One thing I applaud this movie "Chow Down" for is that it doesn't pull any punches when it shows the difficulties of going vegan. It's not easy to do in our culture. But at the same time, I'm surprised at how black a picture they paint. There's a lot of great vegan food, but you have to be creative and it helps to be adventurous with cuisine from other cultures. You can get great vegan food at many ethnic restaurants. And by that I mean Indian, Thai, Chinese....The Olive Garden is not ethnic. :)

But overall this movie is not well done. There isn't much of a point to it, it is just a lot of rambling. It doesn't make any kind of cohesive arguments. The animations and the music are just hokey. And the message seems too pessimistic about veganism and curing disease by changing your diet. With the whining of the folks in the movie about how difficult it is, they virtually discourage you from trying it. The only ones who were successful were the ones who got dire medical news. Their prognosis was their motivation. None of their friends or family members were able to sustain the diet change. In other movies and books, they give good examples of people who -- like Campbell and Esselstyn, changed their diets pre-emptively to prevent disease. There are plenty of people in the vegan culture who would have been great examples to motivate people to change.

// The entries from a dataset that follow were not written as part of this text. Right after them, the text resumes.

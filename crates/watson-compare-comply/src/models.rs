//! Wire models for Compare and Comply v1.

use chrono::{DateTime, Utc};
use serde::{Deserialize, Serialize};
use watson_core::FileData;

/// Character offsets of an element in the converted document.
#[derive(Debug, Clone, Serialize, Deserialize)]
pub struct Location {
    pub begin: i64,
    pub end: i64,
}

#[derive(Debug, Clone, Serialize, Deserialize)]
pub struct ElementLocations {
    #[serde(skip_serializing_if = "Option::is_none")]
    pub begin: Option<i64>,
    #[serde(skip_serializing_if = "Option::is_none")]
    pub end: Option<i64>,
}

/// The first sentence of a section, with the elements it covers.
#[derive(Debug, Clone, Serialize, Deserialize)]
pub struct LeadingSentence {
    #[serde(skip_serializing_if = "Option::is_none")]
    pub text: Option<String>,
    #[serde(skip_serializing_if = "Option::is_none")]
    pub location: Option<Location>,
    #[serde(default, skip_serializing_if = "Vec::is_empty")]
    pub element_locations: Vec<ElementLocations>,
}

#[derive(Debug, Clone, Serialize, Deserialize)]
pub struct SectionTitle {
    #[serde(skip_serializing_if = "Option::is_none")]
    pub text: Option<String>,
    #[serde(skip_serializing_if = "Option::is_none")]
    pub location: Option<Location>,
}

/// Section titles and leading sentences of the parsed document.
#[derive(Debug, Clone, Serialize, Deserialize)]
pub struct DocStructure {
    #[serde(default, skip_serializing_if = "Vec::is_empty")]
    pub section_titles: Vec<SectionTitle>,
    #[serde(default, skip_serializing_if = "Vec::is_empty")]
    pub leading_sentences: Vec<LeadingSentence>,
}

/// Brief document reference used in feedback payloads.
#[derive(Debug, Clone, Serialize, Deserialize)]
pub struct ShortDoc {
    #[serde(skip_serializing_if = "Option::is_none")]
    pub title: Option<String>,
    #[serde(skip_serializing_if = "Option::is_none")]
    pub hash: Option<String>,
}

/// Cursors and totals for paging through feedback.
#[derive(Debug, Clone, Serialize, Deserialize)]
pub struct Pagination {
    #[serde(skip_serializing_if = "Option::is_none")]
    pub refresh_cursor: Option<String>,
    #[serde(skip_serializing_if = "Option::is_none")]
    pub next_cursor: Option<String>,
    #[serde(skip_serializing_if = "Option::is_none")]
    pub refresh_url: Option<String>,
    #[serde(skip_serializing_if = "Option::is_none")]
    pub next_url: Option<String>,
    #[serde(skip_serializing_if = "Option::is_none")]
    pub total: Option<i64>,
}

/// The nature and party of a contractual element.
#[derive(Debug, Clone, Serialize, Deserialize)]
pub struct Label {
    pub nature: String,
    pub party: String,
}

#[derive(Debug, Clone, Serialize, Deserialize)]
pub struct TypeLabel {
    #[serde(skip_serializing_if = "Option::is_none")]
    pub label: Option<Label>,
    #[serde(default, skip_serializing_if = "Vec::is_empty")]
    pub provenance_ids: Vec<String>,
}

#[derive(Debug, Clone, Serialize, Deserialize)]
pub struct Category {
    #[serde(skip_serializing_if = "Option::is_none")]
    pub label: Option<String>,
    #[serde(default, skip_serializing_if = "Vec::is_empty")]
    pub provenance_ids: Vec<String>,
}

#[derive(Debug, Clone, Serialize, Deserialize)]
pub struct Attribute {
    #[serde(rename = "type", skip_serializing_if = "Option::is_none")]
    pub attribute_type: Option<String>,
    #[serde(skip_serializing_if = "Option::is_none")]
    pub text: Option<String>,
    #[serde(skip_serializing_if = "Option::is_none")]
    pub location: Option<Location>,
}

/// One classified element of the document.
#[derive(Debug, Clone, Serialize, Deserialize)]
pub struct Element {
    #[serde(skip_serializing_if = "Option::is_none")]
    pub location: Option<Location>,
    #[serde(skip_serializing_if = "Option::is_none")]
    pub text: Option<String>,
    #[serde(default, skip_serializing_if = "Vec::is_empty")]
    pub types: Vec<TypeLabel>,
    #[serde(default, skip_serializing_if = "Vec::is_empty")]
    pub categories: Vec<Category>,
    #[serde(default, skip_serializing_if = "Vec::is_empty")]
    pub attributes: Vec<Attribute>,
}

/// Basic information about an analyzed document.
#[derive(Debug, Clone, Serialize, Deserialize)]
pub struct Document {
    #[serde(skip_serializing_if = "Option::is_none")]
    pub title: Option<String>,
    #[serde(skip_serializing_if = "Option::is_none")]
    pub html: Option<String>,
    #[serde(skip_serializing_if = "Option::is_none")]
    pub hash: Option<String>,
    #[serde(skip_serializing_if = "Option::is_none")]
    pub label: Option<String>,
}

/// Result of an element classification.
#[derive(Debug, Clone, Serialize, Deserialize)]
pub struct ClassifyReturn {
    #[serde(skip_serializing_if = "Option::is_none")]
    pub document: Option<Document>,
    #[serde(skip_serializing_if = "Option::is_none")]
    pub model_id: Option<String>,
    #[serde(skip_serializing_if = "Option::is_none")]
    pub model_version: Option<String>,
    #[serde(default, skip_serializing_if = "Vec::is_empty")]
    pub elements: Vec<Element>,
    #[serde(skip_serializing_if = "Option::is_none")]
    pub document_structure: Option<DocStructure>,
}

/// Result of an HTML conversion.
#[derive(Debug, Clone, Serialize, Deserialize)]
pub struct HtmlReturn {
    #[serde(skip_serializing_if = "Option::is_none")]
    pub num_pages: Option<String>,
    #[serde(skip_serializing_if = "Option::is_none")]
    pub author: Option<String>,
    #[serde(skip_serializing_if = "Option::is_none")]
    pub publication_date: Option<String>,
    #[serde(skip_serializing_if = "Option::is_none")]
    pub title: Option<String>,
    #[serde(skip_serializing_if = "Option::is_none")]
    pub html: Option<String>,
}

#[derive(Debug, Clone, Serialize, Deserialize)]
pub struct ElementPair {
    #[serde(skip_serializing_if = "Option::is_none")]
    pub document_label: Option<String>,
    #[serde(skip_serializing_if = "Option::is_none")]
    pub text: Option<String>,
    #[serde(skip_serializing_if = "Option::is_none")]
    pub location: Option<Location>,
}

/// An element found in both compared documents.
#[derive(Debug, Clone, Serialize, Deserialize)]
pub struct AlignedElement {
    #[serde(default, skip_serializing_if = "Vec::is_empty")]
    pub element_pair: Vec<ElementPair>,
    #[serde(skip_serializing_if = "Option::is_none")]
    pub identical_text: Option<bool>,
    #[serde(default, skip_serializing_if = "Vec::is_empty")]
    pub provenance_ids: Vec<String>,
    #[serde(skip_serializing_if = "Option::is_none")]
    pub significant_elements: Option<bool>,
}

/// An element present in only one of the compared documents.
#[derive(Debug, Clone, Serialize, Deserialize)]
pub struct UnalignedElement {
    #[serde(skip_serializing_if = "Option::is_none")]
    pub document_label: Option<String>,
    #[serde(skip_serializing_if = "Option::is_none")]
    pub location: Option<Location>,
    #[serde(skip_serializing_if = "Option::is_none")]
    pub text: Option<String>,
    #[serde(default, skip_serializing_if = "Vec::is_empty")]
    pub types: Vec<TypeLabel>,
    #[serde(default, skip_serializing_if = "Vec::is_empty")]
    pub categories: Vec<Category>,
    #[serde(default, skip_serializing_if = "Vec::is_empty")]
    pub attributes: Vec<Attribute>,
}

/// Result of a document comparison.
#[derive(Debug, Clone, Serialize, Deserialize)]
pub struct CompareReturn {
    #[serde(default, skip_serializing_if = "Vec::is_empty")]
    pub documents: Vec<Document>,
    #[serde(default, skip_serializing_if = "Vec::is_empty")]
    pub aligned_elements: Vec<AlignedElement>,
    #[serde(default, skip_serializing_if = "Vec::is_empty")]
    pub unaligned_elements: Vec<UnalignedElement>,
    #[serde(skip_serializing_if = "Option::is_none")]
    pub model_id: Option<String>,
    #[serde(skip_serializing_if = "Option::is_none")]
    pub model_version: Option<String>,
}

/// Corrected labels supplied or returned with feedback.
#[derive(Debug, Clone, Serialize, Deserialize)]
pub struct UpdatedLabels {
    #[serde(default, skip_serializing_if = "Vec::is_empty")]
    pub types: Vec<TypeLabel>,
    #[serde(default, skip_serializing_if = "Vec::is_empty")]
    pub categories: Vec<Category>,
}

/// The feedback payload attached to an element.
#[derive(Debug, Clone, Serialize, Deserialize)]
pub struct FeedbackData {
    pub feedback_type: String,
    #[serde(skip_serializing_if = "Option::is_none")]
    pub document: Option<ShortDoc>,
    #[serde(skip_serializing_if = "Option::is_none")]
    pub model_id: Option<String>,
    #[serde(skip_serializing_if = "Option::is_none")]
    pub model_version: Option<String>,
    #[serde(skip_serializing_if = "Option::is_none")]
    pub location: Option<Location>,
    #[serde(skip_serializing_if = "Option::is_none")]
    pub text: Option<String>,
    #[serde(skip_serializing_if = "Option::is_none")]
    pub original_labels: Option<UpdatedLabels>,
    #[serde(skip_serializing_if = "Option::is_none")]
    pub updated_labels: Option<UpdatedLabels>,
}

impl FeedbackData {
    /// The only feedback type the service currently accepts.
    pub const TYPE_ELEMENT_CLASSIFICATION: &'static str = "element_classification";
}

/// Stored feedback as returned by the service.
#[derive(Debug, Clone, Serialize, Deserialize)]
pub struct FeedbackReturn {
    #[serde(skip_serializing_if = "Option::is_none")]
    pub feedback_id: Option<String>,
    #[serde(skip_serializing_if = "Option::is_none")]
    pub user_id: Option<String>,
    #[serde(skip_serializing_if = "Option::is_none")]
    pub comment: Option<String>,
    #[serde(skip_serializing_if = "Option::is_none")]
    pub created: Option<DateTime<Utc>>,
    #[serde(skip_serializing_if = "Option::is_none")]
    pub feedback_data: Option<FeedbackData>,
}

#[derive(Debug, Clone, Serialize, Deserialize)]
pub struct FeedbackList {
    #[serde(default, skip_serializing_if = "Vec::is_empty")]
    pub feedback: Vec<FeedbackReturn>,
    #[serde(skip_serializing_if = "Option::is_none")]
    pub pagination: Option<Pagination>,
}

/// Options for comparing two documents.
#[derive(Debug, Clone)]
pub struct CompareDocumentsOptions {
    pub file_1: FileData,
    pub file_2: FileData,
    pub file_1_label: Option<String>,
    pub file_2_label: Option<String>,
    pub model: Option<String>,
}

impl CompareDocumentsOptions {
    pub fn new(file_1: FileData, file_2: FileData) -> Self {
        Self {
            file_1,
            file_2,
            file_1_label: None,
            file_2_label: None,
            model: None,
        }
    }

    pub fn with_labels(mut self, file_1_label: impl Into<String>, file_2_label: impl Into<String>) -> Self {
        self.file_1_label = Some(file_1_label.into());
        self.file_2_label = Some(file_2_label.into());
        self
    }

    pub fn with_model(mut self, model: impl Into<String>) -> Self {
        self.model = Some(model.into());
        self
    }
}

/// Options for storing feedback.
#[derive(Debug, Clone)]
pub struct AddFeedbackOptions {
    pub feedback_data: FeedbackData,
    pub user_id: Option<String>,
    pub comment: Option<String>,
}

impl AddFeedbackOptions {
    pub fn new(feedback_data: FeedbackData) -> Self {
        Self {
            feedback_data,
            user_id: None,
            comment: None,
        }
    }

    pub fn with_user_id(mut self, user_id: impl Into<String>) -> Self {
        self.user_id = Some(user_id.into());
        self
    }

    pub fn with_comment(mut self, comment: impl Into<String>) -> Self {
        self.comment = Some(comment.into());
        self
    }
}

/// Filters for listing feedback.
#[derive(Debug, Clone, Default)]
pub struct ListFeedbackOptions {
    pub feedback_type: Option<String>,
    pub document_title: Option<String>,
    pub model_id: Option<String>,
    pub model_version: Option<String>,
    pub page_limit: Option<i64>,
    pub cursor: Option<String>,
    pub sort: Option<String>,
    pub include_total: Option<bool>,
}

impl ListFeedbackOptions {
    pub fn new() -> Self {
        Self::default()
    }

    pub fn with_feedback_type(mut self, feedback_type: impl Into<String>) -> Self {
        self.feedback_type = Some(feedback_type.into());
        self
    }

    pub fn with_document_title(mut self, document_title: impl Into<String>) -> Self {
        self.document_title = Some(document_title.into());
        self
    }

    pub fn with_model_id(mut self, model_id: impl Into<String>) -> Self {
        self.model_id = Some(model_id.into());
        self
    }

    pub fn with_model_version(mut self, model_version: impl Into<String>) -> Self {
        self.model_version = Some(model_version.into());
        self
    }

    pub fn with_page_limit(mut self, page_limit: i64) -> Self {
        self.page_limit = Some(page_limit);
        self
    }

    pub fn with_cursor(mut self, cursor: impl Into<String>) -> Self {
        self.cursor = Some(cursor.into());
        self
    }

    pub fn with_sort(mut self, sort: impl Into<String>) -> Self {
        self.sort = Some(sort.into());
        self
    }

    pub fn with_include_total(mut self, include_total: bool) -> Self {
        self.include_total = Some(include_total);
        self
    }
}
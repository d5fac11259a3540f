//! Client for the IBM Watson Discovery v1 service.
//!
//! Manages environments, collections and document ingestion, and runs
//! queries, including federated queries across collections.

mod models;
mod service;

#[cfg(test)]
mod tests;

pub use models::{
    AddDocumentOptions, Collection, CreateCollectionOptions, CreateEnvironmentOptions,
    DeleteCollectionResponse, DeleteDocumentResponse, DeleteEnvironmentResponse, DocumentAccepted,
    DocumentCounts, DocumentStatus, Enrichment, EnrichmentOptions, Environment, Gateway,
    GatewayDelete, GatewayList, ListCollectionsResponse, ListEnvironmentsResponse, Notice,
    NluEnrichmentCategories, NluEnrichmentFeatures, QueryOptions, QueryPassage, QueryResponse,
};
pub use service::Discovery;

pub use watson_core::{Authenticator, Error, FileData, Result};
//! Client for the IBM Watson Visual Recognition v3 service.
//!
//! Identifies scenes, objects and faces in uploaded images, with support
//! for custom classifiers trained from positive and negative example sets.

mod models;
mod service;

#[cfg(test)]
mod tests;

pub use models::{
    ClassInfo, ClassResult, ClassifiedImage, ClassifiedImages, Classifier, ClassifierResult,
    Classifiers, ClassifyOptions, CreateClassifierOptions, DetectFacesOptions, DetectedFaces,
    ErrorInfo, Face, FaceAge, FaceGender, FaceLocation, ImageWithFaces, UpdateClassifierOptions,
    WarningInfo,
};
pub use service::VisualRecognition;

pub use watson_core::{Authenticator, Error, FileData, Result};
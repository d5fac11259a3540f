//! Wire models for Assistant v1.

use chrono::{DateTime, Utc};
use serde::{Deserialize, Serialize};
use serde_json::Value as Json;

/// Text input for a message turn.
#[derive(Debug, Clone, Default, Serialize, Deserialize)]
pub struct MessageInput {
    #[serde(skip_serializing_if = "Option::is_none")]
    pub text: Option<String>,
}

impl MessageInput {
    pub fn new(text: impl Into<String>) -> Self {
        Self {
            text: Some(text.into()),
        }
    }
}

/// An intent detected in the user input.
#[derive(Debug, Clone, Serialize, Deserialize)]
pub struct RuntimeIntent {
    pub intent: String,
    #[serde(skip_serializing_if = "Option::is_none")]
    pub confidence: Option<f64>,
}

/// An entity detected in the user input.
#[derive(Debug, Clone, Serialize, Deserialize)]
pub struct RuntimeEntity {
    pub entity: String,
    #[serde(default)]
    pub location: Vec<i64>,
    pub value: String,
    #[serde(skip_serializing_if = "Option::is_none")]
    pub confidence: Option<f64>,
    #[serde(skip_serializing_if = "Option::is_none")]
    pub metadata: Option<Json>,
}

/// Conversation state carried between message turns. Fields beyond the
/// well-known ones are preserved in `extra`.
#[derive(Debug, Clone, Default, Serialize, Deserialize)]
pub struct Context {
    #[serde(skip_serializing_if = "Option::is_none")]
    pub conversation_id: Option<String>,
    #[serde(skip_serializing_if = "Option::is_none")]
    pub system: Option<Json>,
    #[serde(flatten)]
    pub extra: serde_json::Map<String, Json>,
}

/// A dialog node suggestion shown for disambiguation.
#[derive(Debug, Clone, Serialize, Deserialize)]
pub struct DialogSuggestion {
    pub label: String,
    #[serde(skip_serializing_if = "Option::is_none")]
    pub value: Option<Json>,
    #[serde(skip_serializing_if = "Option::is_none")]
    pub output: Option<Json>,
    #[serde(skip_serializing_if = "Option::is_none")]
    pub dialog_node: Option<String>,
}

/// Output of a message turn.
#[derive(Debug, Clone, Default, Serialize, Deserialize)]
pub struct OutputData {
    #[serde(default)]
    pub text: Vec<String>,
    #[serde(default)]
    pub log_messages: Vec<Json>,
    #[serde(default)]
    pub nodes_visited: Vec<String>,
    #[serde(default)]
    pub nodes_visited_details: Vec<Json>,
    #[serde(flatten)]
    pub extra: serde_json::Map<String, Json>,
}

/// Response to a message turn.
#[derive(Debug, Clone, Serialize, Deserialize)]
pub struct MessageResponse {
    #[serde(skip_serializing_if = "Option::is_none")]
    pub input: Option<MessageInput>,
    #[serde(default)]
    pub intents: Vec<RuntimeIntent>,
    #[serde(default)]
    pub entities: Vec<RuntimeEntity>,
    #[serde(skip_serializing_if = "Option::is_none")]
    pub alternate_intents: Option<bool>,
    #[serde(skip_serializing_if = "Option::is_none")]
    pub context: Option<Context>,
    #[serde(skip_serializing_if = "Option::is_none")]
    pub output: Option<OutputData>,
}
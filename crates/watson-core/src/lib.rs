//! Shared plumbing for the Watson service crates.
//!
//! Every service client in this workspace is a thin wrapper around
//! [`WatsonService`]: it validates its options, builds a [`ServiceRequest`]
//! (path segments, query, headers, JSON or multipart body) and hands it to
//! the service for dispatch and typed JSON decoding. Authentication,
//! credentials lookup and error classification all live here so the service
//! crates stay declarative.

pub mod auth;
pub mod client;
pub mod credentials;
pub mod error;
pub mod request;
pub mod validate;

pub use auth::{Authenticator, IamAuthenticator, DEFAULT_IAM_URL};
pub use client::WatsonService;
pub use credentials::ServiceCredentials;
pub use error::{Error, Result};
pub use request::{FileData, RequestBody, ServiceRequest};
pub use validate::not_empty;
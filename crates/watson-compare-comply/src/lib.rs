//! Client for the IBM Watson Compare and Comply v1 service.
//!
//! Extracts structure, elements and governing labels from contract
//! documents, compares two documents, and collects user feedback on the
//! labels the models assign.

mod models;
mod service;

#[cfg(test)]
mod tests;

pub use models::{
    AddFeedbackOptions, AlignedElement, Attribute, Category, CompareDocumentsOptions,
    CompareReturn, ClassifyReturn, DocStructure, Document, Element, ElementLocations, ElementPair,
    FeedbackData, FeedbackList, FeedbackReturn, HtmlReturn, Label, LeadingSentence,
    ListFeedbackOptions, Location, Pagination, SectionTitle, ShortDoc, TypeLabel,
    UnalignedElement, UpdatedLabels,
};
pub use service::CompareComply;

pub use watson_core::{Authenticator, Error, FileData, Result};
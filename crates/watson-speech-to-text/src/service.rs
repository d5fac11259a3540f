//! Speech to Text v1 operations.

use reqwest::Method;

use watson_core::{not_empty, Authenticator, Result, ServiceCredentials, WatsonService};

use crate::models::{
    Corpora, Corpus, CreateLanguageModelOptions, LanguageModel, LanguageModels, RecognizeOptions,
    SpeechModel, SpeechModels, SpeechRecognitionResults, TrainOptions,
};

const SERVICE_NAME: &str = "speech_to_text";

/// Speech to Text service client.
pub struct SpeechToText {
    service: WatsonService,
}

impl SpeechToText {
    pub const DEFAULT_URL: &'static str = "https://stream.watsonplatform.net/speech-to-text/api";

    pub fn new(authenticator: Authenticator) -> Result<Self> {
        let service = WatsonService::new(SERVICE_NAME, Self::DEFAULT_URL, authenticator)?;
        Ok(Self { service })
    }

    /// Build a client from `WATSON_SPEECH_TO_TEXT_*` environment variables.
    pub fn from_env() -> Result<Self> {
        let credentials = ServiceCredentials::from_env(SERVICE_NAME)?;
        let mut client = Self::new(credentials.authenticator)?;
        if let Some(url) = credentials.url {
            client.set_endpoint(&url)?;
        }
        Ok(client)
    }

    pub fn set_endpoint(&mut self, endpoint: &str) -> Result<()> {
        self.service.set_endpoint(endpoint)
    }

    /// List the base models available for transcription.
    pub async fn list_models(&self) -> Result<SpeechModels> {
        let request = self.service.request(Method::GET, &["v1", "models"])?;
        self.service.send_json(request).await
    }

    /// Get information about one base model.
    pub async fn get_model(&self, model_id: &str) -> Result<SpeechModel> {
        not_empty(model_id, "model_id")?;
        let request = self
            .service
            .request(Method::GET, &["v1", "models", model_id])?;
        self.service.send_json(request).await
    }

    /// Transcribe audio sent as the request body.
    pub async fn recognize(&self, options: RecognizeOptions) -> Result<SpeechRecognitionResults> {
        not_empty(&options.content_type, "content_type")?;

        let mut request = self.service.request(Method::POST, &["v1", "recognize"])?;
        if let Some(model) = options.model {
            request = request.query("model", model);
        }
        if let Some(id) = options.language_customization_id {
            request = request.query("language_customization_id", id);
        }
        if let Some(id) = options.acoustic_customization_id {
            request = request.query("acoustic_customization_id", id);
        }
        if let Some(timestamps) = options.timestamps {
            request = request.query("timestamps", timestamps);
        }
        if let Some(word_confidence) = options.word_confidence {
            request = request.query("word_confidence", word_confidence);
        }
        if let Some(max_alternatives) = options.max_alternatives {
            request = request.query("max_alternatives", max_alternatives);
        }
        if let Some(inactivity_timeout) = options.inactivity_timeout {
            request = request.query("inactivity_timeout", inactivity_timeout);
        }
        if let Some(keywords) = options.keywords {
            request = request.query("keywords", keywords.join(","));
        }
        if let Some(keywords_threshold) = options.keywords_threshold {
            request = request.query("keywords_threshold", keywords_threshold);
        }
        if let Some(smart_formatting) = options.smart_formatting {
            request = request.query("smart_formatting", smart_formatting);
        }
        if let Some(speaker_labels) = options.speaker_labels {
            request = request.query("speaker_labels", speaker_labels);
        }

        let request = request.raw(options.audio, &options.content_type);
        self.service.send_json(request).await
    }

    /// Create a custom language model on top of a base model.
    pub async fn create_language_model(
        &self,
        options: CreateLanguageModelOptions,
    ) -> Result<LanguageModel> {
        not_empty(&options.name, "name")?;
        not_empty(&options.base_model_name, "base_model_name")?;
        let request = self
            .service
            .request(Method::POST, &["v1", "customizations"])?
            .json(&options)?;
        self.service.send_json(request).await
    }

    /// List custom language models, optionally filtered by language.
    pub async fn list_language_models(&self, language: Option<&str>) -> Result<LanguageModels> {
        let mut request = self.service.request(Method::GET, &["v1", "customizations"])?;
        if let Some(language) = language {
            request = request.query("language", language);
        }
        self.service.send_json(request).await
    }

    /// Get information about a custom language model.
    pub async fn get_language_model(&self, customization_id: &str) -> Result<LanguageModel> {
        not_empty(customization_id, "customization_id")?;
        let request = self
            .service
            .request(Method::GET, &["v1", "customizations", customization_id])?;
        self.service.send_json(request).await
    }

    /// Delete a custom language model.
    pub async fn delete_language_model(&self, customization_id: &str) -> Result<()> {
        not_empty(customization_id, "customization_id")?;
        let request = self
            .service
            .request(Method::DELETE, &["v1", "customizations", customization_id])?;
        self.service.send_no_content(request).await
    }

    /// Start training a custom language model on its corpora and words.
    pub async fn train_language_model(
        &self,
        customization_id: &str,
        options: TrainOptions,
    ) -> Result<()> {
        not_empty(customization_id, "customization_id")?;
        let mut request = self.service.request(
            Method::POST,
            &["v1", "customizations", customization_id, "train"],
        )?;
        if let Some(word_type_to_add) = options.word_type_to_add {
            request = request.query("word_type_to_add", word_type_to_add);
        }
        if let Some(customization_weight) = options.customization_weight {
            request = request.query("customization_weight", customization_weight);
        }
        self.service.send_no_content(request).await
    }

    /// Reset a custom language model, removing all corpora and words.
    pub async fn reset_language_model(&self, customization_id: &str) -> Result<()> {
        not_empty(customization_id, "customization_id")?;
        let request = self.service.request(
            Method::POST,
            &["v1", "customizations", customization_id, "reset"],
        )?;
        self.service.send_no_content(request).await
    }

    /// List the corpora of a custom language model.
    pub async fn list_corpora(&self, customization_id: &str) -> Result<Corpora> {
        not_empty(customization_id, "customization_id")?;
        let request = self.service.request(
            Method::GET,
            &["v1", "customizations", customization_id, "corpora"],
        )?;
        self.service.send_json(request).await
    }

    /// Add a plain-text corpus to a custom language model.
    pub async fn add_corpus(
        &self,
        customization_id: &str,
        corpus_name: &str,
        corpus_text: Vec<u8>,
        allow_overwrite: bool,
    ) -> Result<()> {
        not_empty(customization_id, "customization_id")?;
        not_empty(corpus_name, "corpus_name")?;
        let mut request = self.service.request(
            Method::POST,
            &[
                "v1",
                "customizations",
                customization_id,
                "corpora",
                corpus_name,
            ],
        )?;
        if allow_overwrite {
            request = request.query("allow_overwrite", true);
        }
        let request = request.raw(corpus_text, "text/plain");
        self.service.send_no_content(request).await
    }

    /// Get the processing status of a corpus.
    pub async fn get_corpus(&self, customization_id: &str, corpus_name: &str) -> Result<Corpus> {
        not_empty(customization_id, "customization_id")?;
        not_empty(corpus_name, "corpus_name")?;
        let request = self.service.request(
            Method::GET,
            &[
                "v1",
                "customizations",
                customization_id,
                "corpora",
                corpus_name,
            ],
        )?;
        self.service.send_json(request).await
    }

    /// Delete a corpus from a custom language model.
    pub async fn delete_corpus(&self, customization_id: &str, corpus_name: &str) -> Result<()> {
        not_empty(customization_id, "customization_id")?;
        not_empty(corpus_name, "corpus_name")?;
        let request = self.service.request(
            Method::DELETE,
            &[
                "v1",
                "customizations",
                customization_id,
                "corpora",
                corpus_name,
            ],
        )?;
        self.service.send_no_content(request).await
    }
}
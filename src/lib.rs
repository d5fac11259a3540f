//! Rust client SDK for the IBM Watson cloud AI services.
//!
//! Each service lives in its own crate; this facade re-exports them under
//! one roof together with the shared core types.

pub use watson_assistant as assistant;
pub use watson_compare_comply as compare_comply;
pub use watson_discovery as discovery;
pub use watson_language_translator as language_translator;
pub use watson_nlc as natural_language_classifier;
pub use watson_speech_to_text as speech_to_text;
pub use watson_visual_recognition as visual_recognition;

pub use watson_core::{Authenticator, Error, IamAuthenticator, Result, ServiceCredentials};
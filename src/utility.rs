/// Decodes a UTF-16 buffer filled by a Win32 `*W` call that returned `len` units.
pub fn from_wide(buf: &[u16], len: usize) -> String {
    String::from_utf16_lossy(&buf[..len.min(buf.len())])
}

pub fn ignore_case_equals(a: &str, b: &str) -> bool {
    a.len() == b.len() && a.chars().zip(b.chars()).all(|(x, y)| {
        x == y || x.to_lowercase().eq(y.to_lowercase())
    })
}

/// Final path component of a full image path such as
/// `C:\Windows\explorer.exe`; accepts both separators.
pub fn file_name_of(path: &str) -> &str {
    path.rsplit(['\\', '/']).next().unwrap_or(path)
}

#[cfg(test)]
mod tests {
    use super::*;

    #[test]
    fn compares_ignoring_case() {
        assert!(ignore_case_equals("SearchUI.exe", "searchui.EXE"));
        assert!(!ignore_case_equals("SearchUI.exe", "SearchApp.exe"));
        assert!(!ignore_case_equals("explorer.exe", "explorer.ex"));
    }

    #[test]
    fn extracts_file_name_from_image_path() {
        assert_eq!(file_name_of(r"C:\Windows\explorer.exe"), "explorer.exe");
        assert_eq!(file_name_of("explorer.exe"), "explorer.exe");
        assert_eq!(file_name_of("/opt/app/bin/tool"), "tool");
    }

    #[test]
    fn decodes_partial_wide_buffer() {
        let buf: Vec<u16> = "Shell_TrayWnd\0\0\0".encode_utf16().collect();
        assert_eq!(from_wide(&buf, 13), "Shell_TrayWnd");
        assert_eq!(from_wide(&buf, 999).trim_end_matches('\0'), "Shell_TrayWnd");
    }
}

There are many books and movies in this new vegan genre that are informative and well put together. This movie isn't one of them, however.

Still, for the $3 price of a limited-time rental, I got myself a reminder that I need to eat more vegan. To pick myself up and try again. I know it's possible. Most of the world eats vegan.
8 of 9 people found the following review helpful
Life-changer, in a good way Aug. 5 2011
By Sean Carr - Published on Amazon.com
Format: DVD Verified Purchase
This movie helped change how I think about food and modern medicine -- but it doesn't go down like medicine. "Chow Down" tells compelling and thought-provoking stories.